This misremembering of Comstock as a singularly powerful scold may go to explain why today the Comstock Act is sometimes incorrectly presumed a dead letter—an unenforced, forgotten law—or how it is inaccurately characterized as having been overturned by twentieth-century Supreme Court decisions. The Comstock Act’s ongoing relevance just doesn’t square with notions of “a country where, not long ago, social liberalism seemed largely triumphant, with the rapid acceptance of gay marriage, the growing visibility of trans people and over-the-counter access to emergency contraception,” as one New York Times opinion columnist summarized the conventional liberal view of the present day, as if twentieth-century progress on civil rights and reproductive rights carried its own momentum against outmoded nineteenth-century norms, gains stacking up only in one direction. Recent events in the judiciary have only underscored, however, that our courts are not vehicles of ever-forward social progress. Instead, they are more governed by those old norms (for example, that rich white men continue to have outsize, unaccountable influence) than even some reproductive rights defenders have accepted.

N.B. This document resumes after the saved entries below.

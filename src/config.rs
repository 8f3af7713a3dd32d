//! Inventory configuration
//!
//! Loaded from TOML. Every field has a default, so an empty document is a
//! valid configuration.

use crate::query_cache::DEFAULT_CACHE_CAPACITY;
use serde::Deserialize;
use std::num::NonZeroUsize;
use std::path::Path;
use thiserror::Error;

/// Errors raised while loading a configuration
#[derive(Error, Debug)]
pub enum ConfigError {
    /// The configuration file could not be read
    #[error("IO error: {0}")]
    Io(#[from] std::io::Error),

    /// The document is not valid TOML for `InventoryConfig`
    #[error("Parse error: {0}")]
    Parse(#[from] toml::de::Error),

    /// The query cache must be able to hold at least one result
    #[error("Invalid cache capacity: must be greater than zero")]
    InvalidCacheCapacity,
}

/// Tunables of an `InventoryService`
#[derive(Debug, Clone, PartialEq, Eq, Deserialize)]
pub struct InventoryConfig {
    /// Maximum number of memoized query results
    #[serde(default = "default_cache_capacity")]
    pub cache_capacity: usize,
}

fn default_cache_capacity() -> usize {
    DEFAULT_CACHE_CAPACITY
}

impl Default for InventoryConfig {
    fn default() -> Self {
        Self {
            cache_capacity: default_cache_capacity(),
        }
    }
}

impl InventoryConfig {
    /// Parses a configuration from a TOML document.
    ///
    /// ## Examples
    ///
    /// ```
    /// use inventory_index::InventoryConfig;
    ///
    /// let config = InventoryConfig::from_toml_str("cache_capacity = 32").unwrap();
    /// assert_eq!(config.cache_capacity, 32);
    ///
    /// let defaults = InventoryConfig::from_toml_str("").unwrap();
    /// assert_eq!(defaults, InventoryConfig::default());
    /// ```
    pub fn from_toml_str(document: &str) -> Result<Self, ConfigError> {
        let config: InventoryConfig = toml::from_str(document)?;
        config.validate()?;
        Ok(config)
    }

    /// Reads and parses a TOML configuration file.
    pub fn load(path: &Path) -> Result<Self, ConfigError> {
        let document = std::fs::read_to_string(path)?;
        Self::from_toml_str(&document)
    }

    /// Checks the values that deserialization alone cannot.
    pub fn validate(&self) -> Result<(), ConfigError> {
        self.cache_capacity_non_zero().map(|_| ())
    }

    pub(crate) fn cache_capacity_non_zero(&self) -> Result<NonZeroUsize, ConfigError> {
        NonZeroUsize::new(self.cache_capacity).ok_or(ConfigError::InvalidCacheCapacity)
    }
}

#[cfg(test)]
mod tests {
    use super::*;
    use std::io::Write;

    #[test]
    fn test_zero_capacity_rejected() {
        let err = InventoryConfig::from_toml_str("cache_capacity = 0").unwrap_err();
        assert!(matches!(err, ConfigError::InvalidCacheCapacity));
    }

    #[test]
    fn test_malformed_document_rejected() {
        let err = InventoryConfig::from_toml_str("cache_capacity = \"many\"").unwrap_err();
        assert!(matches!(err, ConfigError::Parse(_)));
    }

    #[test]
    fn test_load_from_file() {
        let mut file = tempfile::NamedTempFile::new().unwrap();
        writeln!(file, "cache_capacity = 8").unwrap();

        let config = InventoryConfig::load(file.path()).unwrap();
        assert_eq!(config.cache_capacity, 8);
    }
}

When the Supreme Court overturned Roe v. Wade in 2022, what followed was a bit of a legal scramble, with people who need abortions and people who provide them thrust into uncertain terrain. Many were unsure if they were now engaging in criminal conduct for seeking and giving care during pregnancy, even for those who didn’t want to end their pregnancy. Fueling this struggle was the legacy of reproductive rights groups’ misplaced trust in the law. While they were focused on preserving legal access to abortion through the courts, presuming the rule of law meant something, nowhere near that level of attention and resources went to addressing all of the ways that pregnancy and abortion were already criminalized—such that, when something like the Comstock Act comes back into play, they are left playing catch-up.
Even those versed in the history of the Comstock Act, myself included, perhaps underestimated the role it would play in a post-Roe world. It looked like Comstock was a tool for policing the dissemination of abortion information online, owing to an update Congress passed in 1996, expanding Comstock’s original site of censorship, the U.S. mail, to the internet. That is still a risk. But now the Comstock Act may be deployed as it was in 1873: to criminalize the use of the postal service to send pills that could cause abortion.